[Opening Records to use section]

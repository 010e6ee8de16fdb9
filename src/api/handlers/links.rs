//! Handler for link creation.

use axum::{
    Json,
    extract::{State, rejection::JsonRejection},
    http::StatusCode,
};
use serde_json::json;
use validator::Validate;

use crate::api::dto::links::{CreateLinkRequest, CreateLinkResponse};
use crate::error::AppError;
use crate::state::AppState;

/// Creates a short link.
///
/// # Endpoint
///
/// `POST /api/v1/links`
///
/// # Request Body
///
/// ```json
/// {
///   "longUrl": "https://example.com",
///   "customShortCode": "promo"   // optional
/// }
/// ```
///
/// # Response Codes
///
/// - **201 Created**: `{"shortUrl": "...", "shortCode": "..."}`
/// - **400 Bad Request**: custom code too long
/// - **409 Conflict**: custom code already taken
/// - **422 Unprocessable Entity**: missing or malformed body or `longUrl`,
///   or a custom code with forbidden characters
pub async fn create_link_handler(
    State(state): State<AppState>,
    payload: Result<Json<CreateLinkRequest>, JsonRejection>,
) -> Result<(StatusCode, Json<CreateLinkResponse>), AppError> {
    let Json(payload) = payload.map_err(|rejection| {
        AppError::validation(
            "Invalid request body",
            json!({ "reason": rejection.body_text() }),
        )
    })?;

    payload.validate()?;

    let created = state
        .link_service
        .create(&payload.long_url, payload.custom_short_code.as_deref())
        .await?;

    Ok((
        StatusCode::CREATED,
        Json(CreateLinkResponse {
            short_url: created.short_url,
            short_code: created.link.short_code,
        }),
    ))
}
//! Handler for short URL redirect.

use axum::{
    extract::{ConnectInfo, Path, State},
    http::{HeaderMap, HeaderValue, StatusCode, header},
    response::{IntoResponse, Response},
};
use serde_json::json;
use std::net::SocketAddr;

use crate::error::AppError;
use crate::state::AppState;
use crate::utils::client_ip::ClientContext;

/// Redirects a short code to its original URL.
///
/// # Endpoint
///
/// `GET /{short_code}`
///
/// # Click Tracking
///
/// The click is queued for the background worker before the response is
/// built and is never awaited. A full queue or a failing event channel has
/// no effect on the response.
///
/// # Errors
///
/// Returns 404 Not Found if the short code doesn't exist.
pub async fn redirect_handler(
    Path(short_code): Path<String>,
    State(state): State<AppState>,
    ConnectInfo(peer): ConnectInfo<SocketAddr>,
    headers: HeaderMap,
) -> Result<Response, AppError> {
    let link = state.link_service.resolve(&short_code).await?;

    let location = HeaderValue::try_from(link.long_url.as_str()).map_err(|_| {
        AppError::internal(
            "Stored URL is not a valid Location header",
            json!({ "shortCode": short_code }),
        )
    })?;

    state
        .click_recorder
        .record_click(&link, ClientContext::from_request(&headers, Some(peer)));

    Ok((StatusCode::FOUND, [(header::LOCATION, location)]).into_response())
}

[Closing Records to use section]

→ Your goal
Find the string "longUrl" in the entries above and return each line that holds it.

→ Task result
///   "longUrl": "https://example.com",
/// - **422 Unprocessable Entity**: missing or malformed body or `longUrl`,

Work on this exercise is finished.